Johnson and his friend, Beauclerk, were once together in company with several clergymen, who thought that they should appear to advantage, by assuming the lax jollity of men of the world; which, as it may be observed in similar cases, they carried to noisy excess. Johnson, who they expected would be entertained, sat grave and silent for some time; at last, turning to Beauclerk, he said, by no means in a whisper, 

'This merriment of parsons is mighty offensive.'

On Friday, March 30, I dined with him at Sir Joshua Reynolds's, with the Earl of Charlemont, Sir Annesley Stewart, Mr. Eliot of Port-Eliot, Mr. Burke, Dean Marlay, Mr. Langton; a most agreeable day, of which I regret that every circumstance is not preserved; but it is unreasonable to require such a multiplication of felicity.

Mr. Eliot mentioned a curious liquor peculiar to his country, which the Cornish fishermen drink. They call it Mahogany; and it is made of two parts gin, and one part treacle, well beaten together.

I begged to have some of it made, which was done with proper skill by Mr. Eliot. I thought it very good liquor; and said it was a counterpart of what is called Athol Porridge in the Highlands of Scotland, which is a mixture of whisky and honey. 

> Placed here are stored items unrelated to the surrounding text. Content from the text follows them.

use std::fmt;
use std::num::{NonZeroU32, NonZeroUsize};

use crate::archive::ArchiveMetadata;
use crate::category::{CategoryMap, CategoryStore};
use crate::component::{ComponentHandle, ComponentSet};
use crate::error::NamespaceError;

/// A reference to a [`Namespace`] stored in a
/// [`NamespaceRegistry`](crate::registry::NamespaceRegistry).
///
/// Reference equality is namespace identity: there is exactly one live
/// `Namespace` per non-absent URI, and every `get_or_create` for that URI
/// yields the same reference.
#[derive(Copy, Clone, PartialEq, Eq, Hash)]
pub struct NamespaceRef(NonZeroU32);

impl NamespaceRef {
    pub(crate) fn from_position(position: NonZeroUsize) -> Self {
        let id: NonZeroU32 = position
            .try_into()
            .expect("namespace reference did not fit into 32-bit integer");
        Self(id)
    }

    pub(crate) fn index(self) -> usize {
        u32::from(self.0) as usize - 1
    }
}

impl fmt::Debug for NamespaceRef {
    fn fmt(&self, f: &mut fmt::Formatter<'_>) -> fmt::Result {
        write!(f, "<namespace #{}>", self.0)
    }
}

/// Caller-supplied attributes for a user-created namespace.
///
/// A bound prefix is deliberately absent here; only built-in namespaces may
/// carry one, and supplying one through
/// [`create_namespace`](crate::registry::NamespaceRegistry::create_namespace)
/// is rejected.
#[derive(Debug, Default, Clone)]
pub struct NamespaceOptions {
    pub schema_location: Option<String>,
    pub description: Option<String>,
    pub bound_prefix: Option<String>,
}

/// An XML namespace, viz. a URI, together with the declarations it holds.
///
/// The instance aggregates arbitrary maps from local names to components in
/// separate categories; the default categories are configured externally (the
/// schema layer defines one per named XSD component kind, and customizations
/// such as WSDL add their own). A namespace with no URI is *absent*: it holds
/// declarations from schemas with no target namespace, is never placed in the
/// registry table, and has independent identity each time one is created.
pub struct Namespace {
    uri: Option<String>,
    /// Distinguishes absent namespaces in diagnostics.
    absent_id: u32,
    bound_prefix: Option<&'static str>,
    schema_location: Option<String>,
    description: Option<String>,
    is_builtin: bool,
    is_undeclared: bool,
    module_path: Option<String>,
    /// Identifier of the compiled bindings module, set by generated code.
    module: Option<String>,
    /// Opaque record of the options the bindings were generated with.
    binding_configuration: Option<String>,

    /// Seed data for [`initial_context`](crate::context::NamespaceContext::initial_context):
    /// URI of the default namespace, and (prefix, URI) pairs for the in-scope
    /// map. A `None` URI denotes this namespace itself.
    pub(crate) context_default_namespace: Option<String>,
    pub(crate) context_in_scope: Vec<(String, Option<String>)>,

    categories: CategoryStore,
    components: ComponentSet,
    /// Components still awaiting resolution. Present only during active
    /// compilation; `None` once resolution has completed, after which queueing
    /// is an invalid operation.
    pending: Option<Vec<ComponentHandle>>,

    // Reentrancy guards; see the registry's load/validate operations.
    pub(crate) in_schema_load: bool,
    pub(crate) in_validation: bool,
    pub(crate) did_validation: bool,
}

impl Namespace {
    pub(crate) fn new(uri: Option<String>, absent_id: u32) -> Self {
        let mut namespace = Self {
            uri,
            absent_id,
            bound_prefix: None,
            schema_location: None,
            description: None,
            is_builtin: false,
            is_undeclared: false,
            module_path: None,
            module: None,
            binding_configuration: None,
            context_default_namespace: None,
            context_in_scope: Vec::new(),
            categories: CategoryStore::default(),
            components: ComponentSet::default(),
            pending: None,
            in_schema_load: false,
            in_validation: false,
            did_validation: false,
        };
        namespace.reset();
        namespace
    }

    pub(crate) fn new_builtin(
        uri: &str,
        bound_prefix: Option<&'static str>,
        schema_location: Option<&str>,
        description: &str,
        is_undeclared: bool,
    ) -> Self {
        let mut namespace = Self::new(Some(uri.to_owned()), 0);
        namespace.bound_prefix = bound_prefix;
        namespace.schema_location = schema_location.map(str::to_owned);
        namespace.description = Some(description.to_owned());
        namespace.is_builtin = true;
        namespace.is_undeclared = is_undeclared;
        namespace
    }

    /// Clear the per-compilation state. Sub-stores are reset in a fixed
    /// order: category maps, then the component set, then the pending queue.
    pub(crate) fn reset(&mut self) {
        self.categories.reset();
        self.components.reset();
        self.pending = Some(Vec::new());
    }

    /// The URI for the namespace represented by this instance; `None` for an
    /// absent namespace.
    pub fn uri(&self) -> Option<&str> {
        self.uri.as_deref()
    }

    /// Whether this namespace exists only to hold components from schemas
    /// with no target namespace.
    pub fn is_absent_namespace(&self) -> bool {
        self.uri.is_none()
    }

    /// The standard prefix for this namespace (`xml`, `xmlns`, `xsi`, ...).
    /// `None` for every namespace that is not built-in.
    pub fn bound_prefix(&self) -> Option<&'static str> {
        self.bound_prefix
    }

    /// Whether this namespace was defined by the infrastructure at startup.
    pub fn is_builtin_namespace(&self) -> bool {
        self.is_builtin
    }

    /// Whether this namespace is in scope regardless of whether a document
    /// declares it (only xml and xsi).
    pub fn is_undeclared_namespace(&self) -> bool {
        self.is_undeclared
    }

    /// URI hinting at where the document defining this namespace lives.
    pub fn schema_location(&self) -> Option<&str> {
        self.schema_location.as_deref()
    }

    pub fn set_schema_location(&mut self, schema_location: impl Into<String>) {
        self.schema_location = Some(schema_location.into());
    }

    pub fn description(&self) -> Option<&str> {
        self.description.as_deref()
    }

    pub fn set_description(&mut self, description: impl Into<String>) {
        self.description = Some(description.into());
    }

    /// Path by which this namespace is imported into generated modules.
    pub fn module_path(&self) -> Option<&str> {
        self.module_path.as_deref()
    }

    pub fn set_module_path(&mut self, module_path: impl Into<String>) {
        self.module_path = Some(module_path.into());
    }

    /// The compiled bindings module for this namespace, if one has been
    /// produced and registered by generated code.
    pub fn module(&self) -> Option<&str> {
        self.module.as_deref()
    }

    pub fn set_module(&mut self, module: impl Into<String>) {
        self.module = Some(module.into());
    }

    pub fn binding_configuration(&self) -> Option<&str> {
        self.binding_configuration.as_deref()
    }

    pub fn set_binding_configuration(&mut self, configuration: impl Into<String>) {
        self.binding_configuration = Some(configuration.into());
    }

    pub(crate) fn apply_options(&mut self, options: NamespaceOptions) {
        if let Some(schema_location) = options.schema_location {
            self.schema_location = Some(schema_location);
        }
        if let Some(description) = options.description {
            self.description = Some(description);
        }
    }

    /// Ensure a category map exists for each of the given categories, without
    /// disturbing existing ones.
    pub fn configure_categories(&mut self, categories: &[&str]) {
        self.categories.configure(categories);
    }

    /// The category tags held in this namespace, in stable order.
    pub fn categories(&self) -> impl Iterator<Item = &str> {
        self.categories.categories()
    }

    pub fn category_map(&self, category: &str) -> Option<&CategoryMap> {
        self.categories.get(category)
    }

    pub(crate) fn category_maps(&self) -> impl Iterator<Item = &CategoryMap> {
        self.categories.maps()
    }

    pub(crate) fn category_store_is_empty(&self) -> bool {
        self.categories.is_devoid_of_components()
    }

    /// Allow access to `component` by looking up `local_name` in the given
    /// category. Fails with [`NamespaceError::NameCollision`] if the name is
    /// already bound to a different component.
    pub fn add_category_object(
        &mut self,
        category: &str,
        local_name: &str,
        component: ComponentHandle,
    ) -> Result<ComponentHandle, NamespaceError> {
        self.categories.add_object(category, local_name, component)
    }

    /// Record that the given component, named or unnamed, is found within
    /// this namespace.
    pub fn associate_component(&mut self, component: ComponentHandle) {
        self.components.associate(component);
    }

    /// Swap a provisional definition for its replacement.
    pub fn replace_component(
        &mut self,
        existing: &ComponentHandle,
        replacement: ComponentHandle,
    ) -> ComponentHandle {
        self.components.replace(existing, replacement)
    }

    pub fn components(&self) -> &ComponentSet {
        &self.components
    }

    /// Note that a component may have unresolved references.
    ///
    /// Newly created named components are unresolved, as are components
    /// which, in the course of resolution, are found to depend on another
    /// unresolved component. Once resolution for this namespace has
    /// completed, the queue is gone and this is caller misuse.
    pub fn queue_for_resolution(
        &mut self,
        component: ComponentHandle,
    ) -> Result<(), NamespaceError> {
        match self.pending.as_mut() {
            Some(pending) => {
                pending.push(component);
                Ok(())
            }
            None => Err(NamespaceError::InvalidOperation(format!(
                "namespace {} has completed resolution and no longer accepts unresolved components",
                self
            ))),
        }
    }

    /// The components still awaiting resolution; `None` once resolution has
    /// completed.
    pub fn unresolved_components(&self) -> Option<&[ComponentHandle]> {
        self.pending.as_deref()
    }

    /// Take the pending work list for one resolution pass, leaving an empty
    /// list to capture re-queued and newly discovered components. `None` if
    /// resolution has already completed.
    pub(crate) fn begin_resolution_pass(&mut self) -> Option<Vec<ComponentHandle>> {
        let pending = self.pending.take()?;
        self.pending = Some(Vec::new());
        Some(pending)
    }

    pub(crate) fn invalidate_pending(&mut self) {
        self.pending = None;
    }

    pub(crate) fn archive_metadata(&self) -> ArchiveMetadata {
        ArchiveMetadata {
            schema_location: self.schema_location.clone(),
            description: self.description.clone(),
            module_path: self.module_path.clone(),
            binding_configuration: self.binding_configuration.clone(),
            context_default_namespace: self.context_default_namespace.clone(),
            context_in_scope: self.context_in_scope.clone(),
        }
    }

    /// Merge archived metadata into this instance. Re-loading an already-live
    /// namespace augments it: fields are filled only where currently unset.
    /// The bound prefix is never part of an archive; bound namespaces are
    /// created by the infrastructure, not restored.
    pub(crate) fn apply_archive_metadata(&mut self, metadata: ArchiveMetadata) {
        if self.schema_location.is_none() {
            self.schema_location = metadata.schema_location;
        }
        if self.description.is_none() {
            self.description = metadata.description;
        }
        if self.module_path.is_none() {
            self.module_path = metadata.module_path;
        }
        if self.binding_configuration.is_none() {
            self.binding_configuration = metadata.binding_configuration;
        }
        if self.context_default_namespace.is_none() {
            self.context_default_namespace = metadata.context_default_namespace;
        }
        if self.context_in_scope.is_empty() {
            self.context_in_scope = metadata.context_in_scope;
        }
    }
}

impl fmt::Display for Namespace {
    fn fmt(&self, f: &mut fmt::Formatter<'_>) -> fmt::Result {
        match (self.uri.as_deref(), self.bound_prefix) {
            (None, _) => write!(f, "AbsentNamespace{}", self.absent_id),
            (Some(uri), Some(prefix)) => write!(f, "{prefix}={uri}"),
            (Some(uri), None) => f.write_str(uri),
        }
    }
}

Johnson said, 'that must be a better liquor than the Cornish, for both its component parts are better.' He also observed, 'Mahogany must be a modern name; for it is not long since the wood called mahogany was known in this country.' 

I mentioned his scale of liquors;— claret for boys— port for men— brandy for heroes. 

'Then (said Mr. Burke) let me have claret: I love to be a boy; to have the careless gaiety of boyish days.' 

JOHNSON. 'I should drink claret too, if it would give me that; but it does not: it neither makes boys men, nor men boys. You'll be drowned by it, before it has any effect upon you.'

I ventured to mention a ludicrous paragraph in the newspapers, that Dr. Johnson was learning to dance of Vestris {Auguste Vestris was the most famous ballet dancer of the day – Editor}. Lord Charlemont, wishing to excite him to talk, proposed in a whisper, that he should be asked, whether it was true. 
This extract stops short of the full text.